Tot slot was er nog een controverse die de internationale media deed schudden: ook in 2014 werd een volwassen leeuw en vier welpen gedood om een nieuw fokmannetje te introduceren. Deze beslissing werd genomen om genetische diversiteit op de lange termijn te waarborgen en inteelt in toekomstige relaties te voorkomen.
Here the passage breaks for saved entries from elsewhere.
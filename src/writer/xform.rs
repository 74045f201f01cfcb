//! Transform writer.

use glam::DMat4;

use super::{PrimWriter, WriterContext};
use crate::scene::NodePath;
use crate::sdf::{SdfPath, TimeCode, Value};
use crate::util::Result;

/// Attribute holding the full local matrix.
pub const TRANSFORM_OP: &str = "xformOp:transform";
/// Ordered list of transform ops.
pub const XFORM_OP_ORDER: &str = "xformOpOrder";
pub const VISIBILITY: &str = "visibility";
pub const INVISIBLE: &str = "invisible";

/// Writes a transform node as an `Xform` prim with a single matrix op.
pub struct XformWriter {
    node: NodePath,
    usd_path: SdfPath,
    animated: bool,
}

impl XformWriter {
    /// Define the prim at `usd_path`.
    pub fn new(node: &NodePath, usd_path: &SdfPath, ctx: &mut WriterContext<'_>) -> Result<Self> {
        ctx.stage.define_prim(usd_path, "Xform")?;
        Ok(Self {
            node: node.clone(),
            usd_path: usd_path.clone(),
            animated: ctx.scene.is_transform_animated(node),
        })
    }

    fn write_matrix(&self, matrix: DMat4, time: TimeCode, ctx: &mut WriterContext<'_>) -> Result<()> {
        ctx.stage
            .set_attribute(&self.usd_path, TRANSFORM_OP, Value::Matrix4d(matrix), time)
    }
}

impl PrimWriter for XformWriter {
    fn node(&self) -> &NodePath {
        &self.node
    }

    fn usd_path(&self) -> &SdfPath {
        &self.usd_path
    }

    fn write(&mut self, time: TimeCode, ctx: &mut WriterContext<'_>) -> Result<()> {
        let matrix = ctx.scene.export_transform(&self.node, time);
        match time {
            TimeCode::Default => {
                // Identity static transforms author no ops at all.
                if self.animated || matrix != DMat4::IDENTITY {
                    self.write_matrix(matrix, time, ctx)?;
                    ctx.stage.set_attribute(
                        &self.usd_path,
                        XFORM_OP_ORDER,
                        Value::TokenArray(vec![TRANSFORM_OP.to_string()]),
                        TimeCode::Default,
                    )?;
                }
                if !ctx.scene.is_visible(&self.node) {
                    ctx.stage.set_attribute(
                        &self.usd_path,
                        VISIBILITY,
                        Value::Token(INVISIBLE.to_string()),
                        TimeCode::Default,
                    )?;
                }
                Ok(())
            }
            TimeCode::Time(_) if self.animated => self.write_matrix(matrix, time, ctx),
            TimeCode::Time(_) => Ok(()),
        }
    }
}

#[cfg(test)]
mod tests {
    use super::*;
    use crate::job::JobExportArgs;
    use crate::scene::MemoryScene;
    use crate::sdf::Stage;
    use glam::DVec3;

    #[test]
    fn test_static_and_animated() {
        let mut scene = MemoryScene::new();
        let still = scene.add_node("|still", "transform");
        let moving = scene.add_node("|moving", "transform");
        scene.set_transform_sample(&moving, 1.0, DMat4::from_translation(DVec3::X));
        scene.set_transform_sample(&moving, 2.0, DMat4::from_translation(DVec3::Y));
        scene.set_visible(&still, false);

        let args = JobExportArgs::default();
        let mut stage = Stage::create_in_memory();
        let mut ctx = WriterContext {
            stage: &mut stage,
            scene: &scene,
            args: &args,
        };

        let still_path = SdfPath::new("/still").unwrap();
        let moving_path = SdfPath::new("/moving").unwrap();
        let mut a = XformWriter::new(&still, &still_path, &mut ctx).unwrap();
        let mut b = XformWriter::new(&moving, &moving_path, &mut ctx).unwrap();
        for time in [TimeCode::Default, TimeCode::Time(1.0), TimeCode::Time(2.0)] {
            a.write(time, &mut ctx).unwrap();
            b.write(time, &mut ctx).unwrap();
        }

        assert!(stage.attribute(&still_path, TRANSFORM_OP).is_none());
        assert_eq!(
            stage.attribute_value(&still_path, VISIBILITY, TimeCode::Default),
            Some(Value::Token(INVISIBLE.into()))
        );
        let op = stage.attribute(&moving_path, TRANSFORM_OP).unwrap();
        assert!(op.is_animated());
        assert_eq!(
            op.get(TimeCode::Time(2.0)).and_then(Value::as_matrix),
            Some(DMat4::from_translation(DVec3::Y))
        );
        assert_eq!(stage.prim(&moving_path).unwrap().type_name, "Xform");
    }
}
Dierentuindirecteur Bengt Holst legde destijds uit dat het niet haalbaar was om deze dieren in aparte verblijven te houden, zowel vanwege ruimtegebrek als vanwege het risico op stress en agressie. Hij betoogde dat het vanuit het oogpunt van dierenwelzijn en populatiebeheer de "meest verantwoorde" beslissing was, aangezien geen enkele andere Europese instelling de welpen wilde opnemen.
Verschillende verenigingen stelden alternatieven voor, zoals het steriliseren van de exemplaren of het zoeken naar adoptie in dierentuinen buiten het European Captive Breeding Program (EEP). Het Deense centrum benadrukte echter dat deze opties in strijd waren met de beschermingsdoelen en de genetische gezondheid van de populatie in gevangenschap: sterilisatie sluit de mogelijkheid uit om een volledige genetische pool van de soort te behouden, en het overbrengen van de dieren naar niet-geaccrediteerde dierentuinen zou een risico kunnen vormen voor het welzijn en de traceerbaarheid van de dieren.
De dierentuin van Kopenhagen betoogde dat dit transparante populatiebeheer in Denemarken gebruikelijk is en aan strikte protocollen gebonden is. In Scandinavische landen is de perceptie van dierensterfte in dierentuinen minder taboe dan in een groot deel van West-Europa.
Holst zelf vatte deze visie samen in verschillende interviews: "We begrijpen dat het emoties kan oproepen, maar we leggen liever duidelijk uit wat er met onze dieren gebeurt. Onze primaire verantwoordelijkheid ligt bij de soort en het behoud ervan, niet bij de emoties van bezoekers."